You've got three solid options to choose from. Pick one, work through it methodically, and you'll have a complete end-to-end deep learning project by the end of the afternoon. The key here is to move fast on data acquisition and cleaning so you have real time to experiment with the model itself.
This is the classic. You're working with 42k training images of handwritten digits (0-9), each one 28×28 pixels. The data comes pre-cleaned and CSV-formatted, which means you skip a ton of messy data wrangling. That's time back in your pocket for actually building and tuning the CNN. You'll hit good accuracy quickly, which feels like a real win.
Go to Kaggle's Digit Recognizer competition: https://www.kaggle.com/c/digit-recognizer
Download train.csv and test.csv. That's it. No unzipping folders or dealing with image files scattered everywhere.
Real natural world images. You're classifying scenes into 6 categories: buildings, forest, glacier, mountain, sea, street. Each image is 150×150 RGB—bigger and more complex than MNIST, but still manageable in a couple hours. You handle actual folder structures and image directories, which is how real projects work. More interesting visually too.
Kaggle dataset: https://www.kaggle.com/datasets/puneet6060/intel-image-classification
Download the zip. You get three folders: seg_train, seg_test, and seg_pred. Extract everything to your working directory.
This one bridges what you learned about text mining and brings it into deep learning territory. Binary classification—is this movie review positive or negative? You work with sequences instead of images, which is a different beast entirely. Good for understanding how embeddings and LSTMs handle text. Smaller data size means fast training.
Option A (faster): Use Keras built-in dataset
from tensorflow.keras.datasets import imdb
(x_train, y_train), (x_test, y_test) = imdb.load_data(num_words=10000)Option B (more hands-on): Download from Kaggle https://www.kaggle.com/datasets/lakshmi25npathi/imdb-dataset-of-50k-movie-reviews
The workflow is the same no matter which project you choose. Here's how to structure your afternoon:
Load your data, take a breath, and look at what you're working with.
- Load the dataset into memory
- Check shape and data types
- Look at 5-10 actual examples (images or reviews)
- Plot distributions—how many samples per class? Are they balanced?
- Calculate any basic statistics (mean pixel value for images, review length for text)
Goal: You should feel comfortable with your data before touching any models. Know what you're dealing with.
20 minutes is plenty here. Don't overthink it.
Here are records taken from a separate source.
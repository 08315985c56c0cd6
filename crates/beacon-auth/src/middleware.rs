//! Tower authentication middleware.
//!
//! `AuthLayer` and `AuthService` wrap any inner service with bearer token
//! validation. Rejected requests get a 403 [`ApiError`] body.

use std::convert::Infallible;
use std::future::Future;
use std::pin::Pin;
use std::sync::Arc;
use std::task::{Context, Poll};

use axum::body::Body;
use axum::response::IntoResponse;
use beacon_core::ApiError;
use http::{HeaderMap, HeaderValue, Request};
use tower::{Layer, Service};

use crate::{AuthConfig, AuthError, AuthenticatedClient, TokenValidator};

const BEARER_PREFIX: &str = "Bearer ";
const WWW_AUTHENTICATE_VALUE: &str = r#"Bearer realm="beacon""#;

/// Tower `Layer` that wraps services with token authentication.
pub struct AuthLayer<V: TokenValidator> {
    validator: Arc<V>,
    config: AuthConfig,
}

impl<V: TokenValidator> AuthLayer<V> {
    /// Create a new auth layer with the given validator and config.
    pub fn new(validator: Arc<V>, config: AuthConfig) -> Self {
        Self { validator, config }
    }
}

impl<V: TokenValidator> Clone for AuthLayer<V> {
    fn clone(&self) -> Self {
        Self {
            validator: Arc::clone(&self.validator),
            config: self.config.clone(),
        }
    }
}

impl<V: TokenValidator, S> Layer<S> for AuthLayer<V> {
    type Service = AuthService<V, S>;

    fn layer(&self, inner: S) -> Self::Service {
        AuthService {
            inner,
            validator: Arc::clone(&self.validator),
            config: self.config.clone(),
        }
    }
}

/// Tower `Service` that validates tokens before forwarding requests.
///
/// On success inserts [`AuthenticatedClient`] into request extensions.
pub struct AuthService<V: TokenValidator, S> {
    inner: S,
    validator: Arc<V>,
    config: AuthConfig,
}

impl<V: TokenValidator, S: Clone> Clone for AuthService<V, S> {
    fn clone(&self) -> Self {
        Self {
            inner: self.inner.clone(),
            validator: Arc::clone(&self.validator),
            config: self.config.clone(),
        }
    }
}

impl<V, S> Service<Request<Body>> for AuthService<V, S>
where
    V: TokenValidator,
    S: Service<Request<Body>, Error = Infallible> + Clone + Send + 'static,
    S::Response: IntoResponse,
    S::Future: Send,
{
    type Response = axum::response::Response;
    type Error = Infallible;
    type Future = Pin<Box<dyn Future<Output = Result<Self::Response, Self::Error>> + Send>>;

    fn poll_ready(&mut self, cx: &mut Context<'_>) -> Poll<Result<(), Self::Error>> {
        self.inner.poll_ready(cx)
    }

    fn call(&mut self, mut req: Request<Body>) -> Self::Future {
        let clone = self.inner.clone();
        let mut inner = std::mem::replace(&mut self.inner, clone);

        let validator = Arc::clone(&self.validator);
        let config = self.config.clone();

        Box::pin(async move {
            if !config.enabled {
                req.extensions_mut().insert(AuthenticatedClient::anonymous());
                let resp = inner
                    .call(req)
                    .await
                    .unwrap_or_else(|infallible| match infallible {});
                return Ok(resp.into_response());
            }

            let method = req.method().clone();
            let path = req.uri().path().to_string();

            let token = match bearer_from_headers(req.headers()) {
                Ok(t) => t.to_string(),
                Err(auth_err) => {
                    log_rejection(&method, &path, &auth_err);
                    return Ok(forbidden_response(&path, &auth_err));
                }
            };

            match validator.validate(&token, &config).await {
                Ok(client) => {
                    log::debug!(
                        "Authentication successful for request: {method} {path} ({})",
                        client.method
                    );
                    req.extensions_mut().insert(client);
                    let resp = inner
                        .call(req)
                        .await
                        .unwrap_or_else(|infallible| match infallible {});
                    Ok(resp.into_response())
                }
                Err(auth_err) => {
                    log_rejection(&method, &path, &auth_err);
                    Ok(forbidden_response(&path, &auth_err))
                }
            }
        })
    }
}

/// Return the token following `Bearer ` in an Authorization header value.
///
/// The prefix match is exact: `bearer x` and `Bearer` are rejected, while
/// `Bearer ` yields an empty token.
pub fn extract_bearer_token(header: &str) -> Option<&str> {
    header.strip_prefix(BEARER_PREFIX)
}

/// Read the bearer token from request headers.
pub fn bearer_from_headers(headers: &HeaderMap) -> Result<&str, AuthError> {
    let value = headers
        .get(http::header::AUTHORIZATION)
        .ok_or(AuthError::MissingToken)?;
    let value = value.to_str().map_err(|_| AuthError::InvalidFormat)?;
    extract_bearer_token(value).ok_or(AuthError::InvalidFormat)
}

/// A presented-but-rejected token is logged at warn; a missing or malformed
/// header only at debug.
fn log_rejection(method: &http::Method, path: &str, err: &AuthError) {
    if err.token_presented() {
        log::warn!("Authentication failed for request: {method} {path}: {err}");
    } else {
        log::debug!("Authentication failed for request: {method} {path}: {err}");
    }
}

/// Build a 403 response with a `WWW-Authenticate` challenge.
fn forbidden_response(path: &str, err: &AuthError) -> axum::response::Response {
    let mut response = ApiError::forbidden(path)
        .with_field_error("authorization", err.to_string())
        .into_response();
    response.headers_mut().insert(
        http::header::WWW_AUTHENTICATE,
        HeaderValue::from_static(WWW_AUTHENTICATE_VALUE),
    );
    response
}
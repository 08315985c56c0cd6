//! # beacon-api
//!
//! HTTP API server for Beacon.
//!
//! This crate provides:
//! - Server status and uptime endpoints behind bearer token auth
//! - Public token check/validate endpoints
//! - An actuator-style health endpoint driven by the server lifecycle
//! - An OpenAPI 3 document describing all of the above
//!
//! ```rust,no_run
//! use beacon_api::Server;
//! use beacon_core::BeaconConfig;
//!
//! # async fn run() -> beacon_api::Result<()> {
//! let config = BeaconConfig::load(None)?;
//! Server::new(config).run().await
//! # }
//! ```

#![warn(missing_docs)]
#![warn(clippy::all)]
#![forbid(unsafe_code)]

pub mod error;
pub mod middleware;
pub mod openapi;
pub mod routes;
pub mod server;
pub mod state;
pub mod status;

pub use error::{Error, Result};
pub use routes::router;
pub use server::{shutdown_signal, BoundServer, Server};
pub use state::AppState;
pub use status::{
    MemoryProbe, MemorySnapshot, ProcMeminfo, ServerStatusResponse, ServerStatusService,
    StatusSource, UptimeResponse,
};
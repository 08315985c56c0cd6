//! Error types for beacon-core

use std::path::{Path, PathBuf};

use thiserror::Error;

/// Result type alias for beacon-core operations
pub type Result<T> = std::result::Result<T, Error>;

/// Errors that can occur in beacon-core and the crates built on it.
#[derive(Error, Debug)]
#[non_exhaustive]
pub enum Error {
    /// I/O error tied to a specific file
    #[error("I/O error at {path}: {source}")]
    Io {
        /// File that could not be read or written
        path: PathBuf,
        /// Underlying error
        #[source]
        source: std::io::Error,
    },

    /// Configuration error
    #[error("Configuration error: {message}")]
    Config {
        /// What configuration is problematic
        message: String,
    },

    /// Runtime probe failure (memory, processors)
    #[error("Probe error: {message}")]
    Probe {
        /// What could not be measured
        message: String,
    },

    /// A service did not reach the expected lifecycle state
    #[error("Service '{service}' {message}")]
    Lifecycle {
        /// Service name
        service: String,
        /// What went wrong
        message: String,
    },

    /// JSON serialization/deserialization error
    #[error("Serialization error: {0}")]
    Serialization(#[from] serde_json::Error),
}

impl Error {
    /// Creates a new configuration error.
    pub fn config<S: Into<String>>(message: S) -> Self {
        Error::Config {
            message: message.into(),
        }
    }

    /// Creates a new probe error.
    pub fn probe<S: Into<String>>(message: S) -> Self {
        Error::Probe {
            message: message.into(),
        }
    }

    /// Wraps an I/O error with the path it occurred on.
    pub fn io_with_path(source: std::io::Error, path: impl AsRef<Path>) -> Self {
        Error::Io {
            path: path.as_ref().to_path_buf(),
            source,
        }
    }
}
//! OpenAPI 3 document served at `/v3/api-docs`.

use serde_json::{json, Value};

/// Name of the bearer security scheme.
pub const BEARER_SCHEME: &str = "bearerAuth";

/// Build the document for this service.
pub fn document(service_name: &str, version: &str) -> Value {
    let secured = json!([{ BEARER_SCHEME: [] }]);
    let public = json!([]);

    json!({
        "openapi": "3.0.3",
        "info": {
            "title": "Server Status API",
            "description": format!(
                "API for monitoring {service_name} server status with Bearer token authentication"
            ),
            "version": version,
        },
        "security": secured,
        "components": {
            "securitySchemes": {
                BEARER_SCHEME: {
                    "type": "http",
                    "scheme": "bearer",
                    "description": "Bearer token matching the configured secret key or an allowed token",
                }
            },
            "schemas": schemas(),
        },
        "tags": [
            { "name": "Server Status", "description": "Endpoints for monitoring server health and status" },
            { "name": "Authentication", "description": "Endpoints for token validation" },
            { "name": "Info", "description": "Greeting and version" },
        ],
        "paths": {
            "/api/server-status": {
                "get": operation(
                    "Server Status",
                    "Get server status",
                    "Returns the current server status including uptime and memory information",
                    &secured,
                    "ServerStatusResponse",
                ),
            },
            "/api/server-status/uptime": {
                "get": operation(
                    "Server Status",
                    "Get server uptime",
                    "Returns the server uptime in milliseconds",
                    &secured,
                    "UptimeResponse",
                ),
            },
            "/api/hello": {
                "get": operation("Info", "Greeting", "Returns a greeting message", &secured, "MessageResponse"),
            },
            "/api/version": {
                "get": operation("Info", "Application version", "Returns the configured version", &secured, "VersionResponse"),
            },
            "/api/auth/check": {
                "get": operation(
                    "Authentication",
                    "Check authentication status",
                    "Reports whether the Authorization header carries a valid token. Callable without a token.",
                    &public,
                    "TokenValidationResponse",
                ),
            },
            "/api/auth/validate": {
                "post": operation(
                    "Authentication",
                    "Validate token",
                    "Validates the bearer token in the Authorization header. 400 for a missing or malformed header, 401 for an unknown token.",
                    &public,
                    "TokenValidationResponse",
                ),
            },
            "/actuator/health": {
                "get": operation("Server Status", "Health", "Lifecycle health of the server", &public, "HealthResponse"),
            },
        },
    })
}

fn operation(tag: &str, summary: &str, description: &str, security: &Value, schema: &str) -> Value {
    json!({
        "tags": [tag],
        "summary": summary,
        "description": description,
        "security": security,
        "responses": {
            "200": {
                "description": "OK",
                "content": {
                    "application/json": {
                        "schema": { "$ref": format!("#/components/schemas/{schema}") }
                    }
                }
            },
            "403": {
                "description": "Missing or invalid bearer token",
                "content": {
                    "application/json": { "schema": { "$ref": "#/components/schemas/ApiError" } }
                }
            }
        }
    })
}

fn schemas() -> Value {
    let int64 = json!({ "type": "integer", "format": "int64" });
    let string = json!({ "type": "string" });
    json!({
        "ServerStatusResponse": {
            "type": "object",
            "properties": {
                "status": string,
                "version": string,
                "timestamp": { "type": "string", "format": "date-time" },
                "uptime": int64,
                "availableProcessors": { "type": "integer", "format": "int32" },
                "totalMemory": int64,
                "freeMemory": int64,
                "usedMemory": int64,
            }
        },
        "UptimeResponse": {
            "type": "object",
            "properties": { "uptime": int64 }
        },
        "MessageResponse": {
            "type": "object",
            "properties": { "message": string }
        },
        "VersionResponse": {
            "type": "object",
            "properties": { "version": string }
        },
        "TokenValidationResponse": {
            "type": "object",
            "properties": { "valid": { "type": "boolean" }, "message": string }
        },
        "HealthResponse": {
            "type": "object",
            "properties": { "status": string, "detail": string }
        },
        "ApiError": {
            "type": "object",
            "properties": {
                "status": { "type": "integer", "format": "int32" },
                "message": string,
                "path": string,
                "timestamp": { "type": "string", "format": "date-time" },
                "errors": { "type": "object", "additionalProperties": string },
            }
        },
    })
}
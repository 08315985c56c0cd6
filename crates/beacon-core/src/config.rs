//! Beacon configuration.
//!
//! Configuration is layered: built-in defaults, then an optional TOML file,
//! then `BEACON_*` environment variables. Command-line flags are applied on
//! top by the binary.
//!
//! ```toml
//! [app]
//! name = "beacon"
//! version = "0.1.0"
//!
//! [server]
//! host = "127.0.0.1"
//! port = 8080
//!
//! [auth]
//! enabled = true
//! secret_key = "change-me"
//! allowed_tokens = ["ci-token", "dashboard-token"]
//!
//! [logging]
//! level = "info"
//! ```

use std::fmt;
use std::path::{Path, PathBuf};

use serde::{Deserialize, Serialize};

use crate::{Error, Result};

/// Project name used for the config directory and file name.
pub const PROJECT_NAME: &str = "beacon";

/// Prefix shared by every configuration environment variable.
pub const ENV_PREFIX: &str = "BEACON";

/// Environment variable naming an explicit config file.
pub const CONFIG_PATH_ENV: &str = "BEACON_CONFIG";

const APP_NAME: &str = "BEACON_APP_NAME";
const APP_VERSION: &str = "BEACON_APP_VERSION";
const SERVER_HOST: &str = "BEACON_SERVER_HOST";
const SERVER_PORT: &str = "BEACON_SERVER_PORT";
const AUTH_ENABLED: &str = "BEACON_AUTH_ENABLED";
const AUTH_SECRET_KEY: &str = "BEACON_AUTH_SECRET_KEY";
const AUTH_ALLOWED_TOKENS: &str = "BEACON_AUTH_ALLOWED_TOKENS";
const LOG_LEVEL: &str = "BEACON_LOG_LEVEL";

// ============================================================================
// Sections
// ============================================================================

/// Top-level Beacon configuration.
#[derive(Clone, Debug, Default, PartialEq, Serialize, Deserialize)]
#[serde(default)]
pub struct BeaconConfig {
    /// Application identity reported by the API.
    pub app: AppSection,
    /// Listener settings.
    pub server: ServerSection,
    /// Bearer token settings.
    pub auth: AuthSection,
    /// Log filter settings.
    pub logging: LoggingSection,
}

/// Application identity.
#[derive(Clone, Debug, PartialEq, Serialize, Deserialize)]
#[serde(default)]
pub struct AppSection {
    /// Service name, used in the OpenAPI document and logs.
    pub name: String,
    /// Version string returned by `/api/version` and the status endpoint.
    pub version: String,
}

impl Default for AppSection {
    fn default() -> Self {
        Self {
            name: PROJECT_NAME.to_string(),
            version: "0.1.0".to_string(),
        }
    }
}

/// HTTP listener settings.
#[derive(Clone, Debug, PartialEq, Serialize, Deserialize)]
#[serde(default)]
pub struct ServerSection {
    /// Interface to bind.
    pub host: String,
    /// Port to bind. `0` picks an ephemeral port.
    pub port: u16,
}

impl Default for ServerSection {
    fn default() -> Self {
        Self {
            host: "127.0.0.1".to_string(),
            port: 8080,
        }
    }
}

/// Static bearer token settings.
#[derive(Clone, PartialEq, Serialize, Deserialize)]
#[serde(default)]
pub struct AuthSection {
    /// When false every request is treated as an anonymous client.
    pub enabled: bool,
    /// Primary accepted token. Empty disables it.
    pub secret_key: String,
    /// Additional accepted tokens.
    pub allowed_tokens: Vec<String>,
}

impl Default for AuthSection {
    fn default() -> Self {
        Self {
            enabled: true,
            secret_key: String::new(),
            allowed_tokens: Vec::new(),
        }
    }
}

impl fmt::Debug for AuthSection {
    fn fmt(&self, f: &mut fmt::Formatter<'_>) -> fmt::Result {
        let secret = if self.secret_key.is_empty() {
            "<unset>"
        } else {
            "<redacted>"
        };
        f.debug_struct("AuthSection")
            .field("enabled", &self.enabled)
            .field("secret_key", &secret)
            .field("allowed_tokens", &self.allowed_tokens.len())
            .finish()
    }
}

/// Logging settings.
#[derive(Clone, Debug, PartialEq, Serialize, Deserialize)]
#[serde(default)]
pub struct LoggingSection {
    /// Default `tracing` filter directive when `RUST_LOG` is unset.
    pub level: String,
}

impl Default for LoggingSection {
    fn default() -> Self {
        Self {
            level: "info".to_string(),
        }
    }
}

// ============================================================================
// Loading
// ============================================================================

impl BeaconConfig {
    /// Project name used in messages and paths.
    pub fn project_name() -> &'static str {
        PROJECT_NAME
    }

    /// Platform default location: `<config dir>/beacon/config.toml`.
    pub fn default_config_path() -> Option<PathBuf> {
        dirs::config_dir().map(|dir| dir.join(PROJECT_NAME).join("config.toml"))
    }

    /// Resolve which config file to use.
    ///
    /// Checks in order:
    /// 1. The explicit path, if given
    /// 2. `BEACON_CONFIG`
    /// 3. [`Self::default_config_path`]
    pub fn resolve_config_path(explicit: Option<&str>) -> Option<PathBuf> {
        if let Some(path) = explicit {
            return Some(PathBuf::from(path));
        }
        if let Ok(path) = std::env::var(CONFIG_PATH_ENV) {
            if !path.trim().is_empty() {
                return Some(PathBuf::from(path));
            }
        }
        Self::default_config_path()
    }

    /// Load configuration: defaults, then the resolved file if it exists,
    /// then `BEACON_*` environment variables.
    pub fn load(explicit: Option<&str>) -> Result<Self> {
        let mut config = match Self::resolve_config_path(explicit) {
            Some(path) if path.exists() => Self::from_file(&path)?,
            Some(path) if explicit.is_some() => {
                return Err(Error::config(format!(
                    "Config file not found: {}",
                    path.display()
                )));
            }
            _ => Self::default(),
        };
        config.apply_env(std::env::vars())?;
        Ok(config)
    }

    /// Parse a TOML config file.
    pub fn from_file(path: &Path) -> Result<Self> {
        let content = std::fs::read_to_string(path).map_err(|e| Error::io_with_path(e, path))?;
        Self::from_toml_str(&content)
            .map_err(|e| Error::config(format!("Failed to parse {}: {e}", path.display())))
    }

    /// Parse TOML text.
    pub fn from_toml_str(content: &str) -> Result<Self> {
        toml::from_str(content).map_err(|e| Error::config(e.to_string()))
    }

    /// Render the configuration as pretty TOML.
    pub fn to_toml_string(&self) -> Result<String> {
        toml::to_string_pretty(self).map_err(|e| Error::config(e.to_string()))
    }

    /// `host:port` for the listener.
    pub fn bind_address(&self) -> String {
        format!("{}:{}", self.server.host, self.server.port)
    }

    // ------------------------------------------------------------------------
    // Environment overrides
    // ------------------------------------------------------------------------

    /// Apply `BEACON_*` overrides from an iterator of `(name, value)` pairs.
    ///
    /// Unknown `BEACON_*` names are ignored. Malformed booleans or ports are
    /// reported with the variable name.
    pub fn apply_env<I>(&mut self, vars: I) -> Result<()>
    where
        I: IntoIterator<Item = (String, String)>,
    {
        for (key, value) in vars.into_iter().filter(|(key, _)| is_beacon_var(key)) {
            match key.as_str() {
                APP_NAME => self.app.name = value,
                APP_VERSION => self.app.version = value,
                SERVER_HOST => self.server.host = value,
                SERVER_PORT => {
                    self.server.port = value.trim().parse().map_err(|_| {
                        Error::config(format!("{SERVER_PORT} must be a port number, got '{value}'"))
                    })?;
                }
                AUTH_ENABLED => self.auth.enabled = parse_bool(AUTH_ENABLED, &value)?,
                AUTH_SECRET_KEY => self.auth.secret_key = value,
                AUTH_ALLOWED_TOKENS => self.auth.allowed_tokens = split_token_list(&value),
                LOG_LEVEL => self.logging.level = value,
                _ => {}
            }
        }
        Ok(())
    }

    /// Export the configuration as `BEACON_*` variables, the inverse of
    /// [`Self::apply_env`].
    pub fn to_env_vars(&self) -> Result<Vec<(String, String)>> {
        Ok(vec![
            (APP_NAME.to_string(), self.app.name.clone()),
            (APP_VERSION.to_string(), self.app.version.clone()),
            (SERVER_HOST.to_string(), self.server.host.clone()),
            (SERVER_PORT.to_string(), self.server.port.to_string()),
            (AUTH_ENABLED.to_string(), self.auth.enabled.to_string()),
            (AUTH_SECRET_KEY.to_string(), self.auth.secret_key.clone()),
            (
                AUTH_ALLOWED_TOKENS.to_string(),
                self.auth.allowed_tokens.join(","),
            ),
            (LOG_LEVEL.to_string(), self.logging.level.clone()),
        ])
    }
}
Get data in shape for training.
- Normalize/scale your inputs (divide images by 255, standardize embeddings, etc.)
- Split into train/validation/test if not already done
- Create a few visualizations—show distributions, sample predictions, whatever makes sense for your data type
- Make sure shapes are correct for your model (channels, sequence lengths, etc.)
This is where small mistakes bite you. Spend a few minutes double-checking dimensions.
20 minutes for this too. Most of it is just running code that's pretty mechanical.
Document what you built.
- Save your best model
- Write down final test accuracy
- Note what worked and what didn't
- One sentence on what you'd try next
This isn't for a report. It's for you to remember what you did.
5 minutes to write this down.
- Don't get stuck on preprocessing. If it's taking more than 20 minutes, move on. Good enough beats perfect when you're learning.
- Errors are normal. Shape mismatches, type errors, missing values—these happen. Read the error, fix it, move on.
- Your first model won't be perfect. That's fine. You're learning the workflow, not winning a Kaggle competition.
- Keep your code simple. One file, straightforward logic. Save fancy architectures for later.
- Check dimensions obsessively. Most bugs are shape problems. Add
print(X.shape)liberally.
0:00 - 0:20 | Data exploration & visualization
0:20 - 0:40 | Preprocessing
0:40 - 1:00 | Build & test model (quick run)
1:00 - 1:20 | Full training run
1:20 - 2:00 | Monitor, plot, evaluate
2:00 - 2:25 | Iterate on one thing
2:25 - 2:30 | Document results
You've got this. Pick one, follow the flow, and you'll have a working deep learning pipeline from download to evaluation.